Ein unerschöpflicher Quell

Die Ausgabenbücher der Königsberger Rentkammer zaubern das bunte Leben und die reiche Kultur Königsbergs ans Licht

Wulf D. Wagner
02.03.2025

Welch eine Farbenpracht, welch ein Menschen- und Kindergewimmel herrschte da in und rund um das Königsberger Schloss im 17. Jahrhundert. Lebte in den reich ausgestatteten Gemächern des Ostflügels die herzogliche Familie, Albrecht Friedrich und Maria Eleonore mit ihren noch unverheirateten Töchtern, so wuchs im Nordflügel die Enkelschar heran, denn immer wieder hielt sich Tochter Anna, die mit dem brandenburgischen Kurprinzen Johann Sigismund vermählt war, im Herzogtum Preußen auf.

In den vielen Amts- und Gerichtsgewölben, den Küchen und Backstuben, der Gewürz-, der Silber- und der Rüstkammer, von den tiefen Wein- und Bierkellern bis hinauf zur Schlosstürmerwohnung – überall beständiges Getümmel, Leben. Von den Herren der Oberratsstube bis zum rechnenden und schreibenden Personal der Rentkammer, von den Musikern der Hofkapelle bis zu dem viel beschäftigten Hofmaler Daniel Rose, von den unentwegt geforderten Schneidern und Hofbarbieren bis zu den zur Eile angetriebenen Laufboten und Küchenjungen, und nicht zuletzt all den Lakaien oder Mägden, Stubenheizern und der Bettmutter Anna – überall stetiges Arbeiten, Tätigkeit.

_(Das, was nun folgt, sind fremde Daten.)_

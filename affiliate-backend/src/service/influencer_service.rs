// affiliate-backend/src/service/influencer_service.rs

use std::sync::Arc;

use sea_orm::{IntoActiveModel, Set, TransactionTrait};
use tracing::info;
use validator::Validate;

use crate::api::dto::influencer_dto::{
    AddInfluencerData, InfluencerCreate, InfluencerDetail, InfluencerOut, InfluencerSummary,
    InfluencerUpdate,
};
use crate::config::SmtpConfig;
use crate::db::DbPool;
use crate::domain::influencer_model;
use crate::domain::user_model::UserRole;
use crate::error::{AppError, AppResult};
use crate::middleware::auth::AuthenticatedUser;
use crate::repository::campaign_repository::CampaignRepository;
use crate::repository::influencer_repository::InfluencerRepository;
use crate::repository::user_repository::UserRepository;
use crate::utils::email::send_password_reset_email;
use crate::utils::jwt::JwtManager;
use crate::utils::password::{generate_temp_password, hash_password};

#[derive(Clone)]
pub struct InfluencerService {
    db: DbPool,
    influencer_repo: Arc<InfluencerRepository>,
    user_repo: Arc<UserRepository>,
    campaign_repo: Arc<CampaignRepository>,
    jwt_manager: Arc<JwtManager>,
    smtp: SmtpConfig,
    frontend_url: String,
}

impl InfluencerService {
    #[allow(clippy::too_many_arguments)]
    pub fn new(
        db: DbPool,
        influencer_repo: Arc<InfluencerRepository>,
        user_repo: Arc<UserRepository>,
        campaign_repo: Arc<CampaignRepository>,
        jwt_manager: Arc<JwtManager>,
        smtp: SmtpConfig,
        frontend_url: String,
    ) -> Self {
        Self {
            db,
            influencer_repo,
            user_repo,
            campaign_repo,
            jwt_manager,
            smtp,
            frontend_url,
        }
    }

    /// インフルエンサーの登録
    ///
    /// ログインユーザー（仮パスワード）とプロフィールを同一ユニット
    /// オブワークで作成し、コミット後にパスワード設定メールを送る。
    /// メール失敗で作成を巻き戻さない
    pub async fn add_influencer(
        &self,
        auth: &AuthenticatedUser,
        payload: InfluencerCreate,
    ) -> AppResult<AddInfluencerData> {
        if !auth.is_admin() {
            return Err(AppError::Forbidden("Access denied".to_string()));
        }

        payload.validate()?;

        // 一意性チェック
        if self
            .user_repo
            .find_by_username(&payload.username)
            .await?
            .is_some()
        {
            return Err(AppError::BadRequest("Username already exists".to_string()));
        }
        if self
            .influencer_repo
            .find_by_username(&payload.username)
            .await?
            .is_some()
        {
            return Err(AppError::BadRequest(
                "Influencer username already exists".to_string(),
            ));
        }
        if self
            .influencer_repo
            .find_by_email(&payload.email)
            .await?
            .is_some()
        {
            return Err(AppError::BadRequest(
                "Influencer email already exists".to_string(),
            ));
        }

        let temp_password = generate_temp_password();
        let password_hash = hash_password(&temp_password)
            .map_err(|e| AppError::InternalServerError(e.to_string()))?;

        let txn = self.db.begin().await?;

        let user = self
            .user_repo
            .create(&txn, &payload.username, &password_hash, UserRole::Influencer, None)
            .await?;

        let now = chrono::Utc::now();
        let influencer = self
            .influencer_repo
            .create(
                &txn,
                influencer_model::ActiveModel {
                    user_id: Set(Some(user.id)),
                    display_name: Set(payload.display_name.clone()),
                    username: Set(payload.username.clone()),
                    email: Set(Some(payload.email.clone())),
                    phone: Set(payload.phone.clone()),
                    profile_image: Set(payload.profile_image.clone()),
                    follower_count: Set(0),
                    active: Set(payload.active),
                    created_at: Set(now),
                    updated_at: Set(now),
                    ..Default::default()
                },
            )
            .await?;

        txn.commit().await?;

        let reset_url = self.build_reset_url(user.id)?;

        // コミット後に送信。失敗してもユーザー作成は取り消さない
        send_password_reset_email(&self.smtp, &payload.email, &reset_url).await;

        info!(influencer_id = influencer.id, user_id = user.id, "Influencer created");

        Ok(AddInfluencerData {
            influencer_id: influencer.id,
            user_id: user.id,
            reset_url,
        })
    }

    /// 一覧（管理者向け、ユーザー名の部分一致フィルタ付き）
    pub async fn list_influencers(
        &self,
        auth: &AuthenticatedUser,
        name: Option<String>,
    ) -> AppResult<Vec<InfluencerSummary>> {
        if !auth.is_admin() {
            return Err(AppError::Forbidden(
                "You do not have permission to view influencers".to_string(),
            ));
        }

        let influencers = self
            .influencer_repo
            .find_with_name_filter(name.as_deref())
            .await?;

        Ok(influencers.into_iter().map(InfluencerSummary::from).collect())
    }

    pub async fn get_influencer(
        &self,
        auth: &AuthenticatedUser,
        id: i32,
    ) -> AppResult<InfluencerDetail> {
        if !auth.is_admin() {
            return Err(AppError::Forbidden("Access denied".to_string()));
        }

        let influencer = self
            .influencer_repo
            .find_by_id(id)
            .await?
            .ok_or_else(|| AppError::NotFound("Influencer not found".to_string()))?;

        Ok(InfluencerDetail::from(influencer))
    }

    /// プロフィール更新
    ///
    /// 更新対象は明示的に列挙されたフィールドのみ。resetPassword
    /// 指定時はパスワード再設定URLを発行して応答に含める
    pub async fn update_influencer(
        &self,
        auth: &AuthenticatedUser,
        id: i32,
        update: InfluencerUpdate,
    ) -> AppResult<InfluencerDetail> {
        if !auth.is_admin() {
            return Err(AppError::Forbidden("Access denied".to_string()));
        }

        let influencer = self
            .influencer_repo
            .find_by_id(id)
            .await?
            .ok_or_else(|| AppError::NotFound("Influencer not found".to_string()))?;
        let user_id = influencer.user_id;

        let mut active = influencer.into_active_model();

        if let Some(display_name) = update.display_name {
            active.display_name = Set(display_name);
        }
        if let Some(email) = update.email {
            active.email = Set(Some(email));
        }
        if let Some(phone) = update.phone {
            active.phone = Set(Some(phone));
        }
        if let Some(profile_image) = update.profile_image {
            active.profile_image = Set(Some(profile_image));
        }
        if let Some(is_active) = update.active {
            active.active = Set(is_active);
        }
        if let Some(instagram_url) = update.instagram_url {
            active.instagram_url = Set(Some(instagram_url));
        }
        if let Some(tiktok_url) = update.tiktok_url {
            active.tiktok_url = Set(Some(tiktok_url));
        }
        if let Some(youtube_url) = update.youtube_url {
            active.youtube_url = Set(Some(youtube_url));
        }
        active.updated_at = Set(chrono::Utc::now());

        let reset_url = match (update.reset_password, user_id) {
            (true, Some(user_id)) => Some(self.build_reset_url(user_id)?),
            _ => None,
        };

        let updated = self.influencer_repo.update(active).await?;

        let mut detail = InfluencerDetail::from(updated);
        detail.reset_url = reset_url;
        Ok(detail)
    }

    /// キャンペーン参加インフルエンサー、または全件の一覧
    pub async fn list_for_campaign(
        &self,
        auth: &AuthenticatedUser,
        campaign_id: Option<i32>,
    ) -> AppResult<Vec<InfluencerOut>> {
        if !matches!(auth.role, UserRole::Admin | UserRole::Company) {
            return Err(AppError::Forbidden("Access denied".to_string()));
        }

        let influencers = match campaign_id {
            Some(campaign_id) => {
                let campaign = self
                    .campaign_repo
                    .find_by_id(campaign_id)
                    .await?
                    .ok_or_else(|| AppError::NotFound("Campaign not found".to_string()))?;
                self.influencer_repo.find_by_campaign(&campaign).await?
            }
            None => self.influencer_repo.find_all().await?,
        };

        Ok(influencers.into_iter().map(InfluencerOut::from).collect())
    }

    fn build_reset_url(&self, user_id: i32) -> AppResult<String> {
        let token = self
            .jwt_manager
            .create_access_token(user_id, UserRole::Influencer, Some("password_reset"))
            .map_err(|e| AppError::InternalServerError(e.to_string()))?;
        Ok(format!(
            "{}/reset-password?token={}",
            self.frontend_url, token
        ))
    }
}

Auch an Abwechslung und fröhlicher Unterhaltung mangelte es nicht. Hoch und Niedrig konnten sich täglich zu Tisch bei Hofe in der Hofstube treffen. Fürstlicher Besuch kehrte ein, und neben Sängern traten Tänzer, Komödianten, Puppenspieler, Seiltänzer oder der Hofzwerg vor der gnädigen Herrschaft auf. Zahlreiche kleine Papageien, ein Pelikan, die vom Herzog geliebten Meerkatzen oder auch ein Eichhörnchen, für das Schreiner Hans Danapfell ein Häuschen fertigte, brachten Freude in die Schlossräume.

Ein ungehobener Schatz
Doch die bedeutende Residenz Königsberg und die herzoglichen Lust- und Jagdhäuser auf dem Land werden von der Forschung für die Kulturgeschichte Mittelost- oder Nordeuropas kaum beachtet, trotz der Fülle an Quellen. Da derzeit das Geheime Staatsarchiv Preußischer Kulturbesitz in Berlin-Dahlem mit dem Spruch „Auch Geheime Archive sehnen sich nach Licht“ für seine kleine Ausstellung und sich selbst wirbt (siehe die PAZ Nummer 3 vom 17. Januar 2025), so sei einmal auf einen kostbaren Bestand des Archivs hingewiesen, der noch viel zu wenig Beachtung gefunden hat: die Ausgabenbücher der Königsberger Rentkammer unter den sogenannten Ostpreußischen Folianten.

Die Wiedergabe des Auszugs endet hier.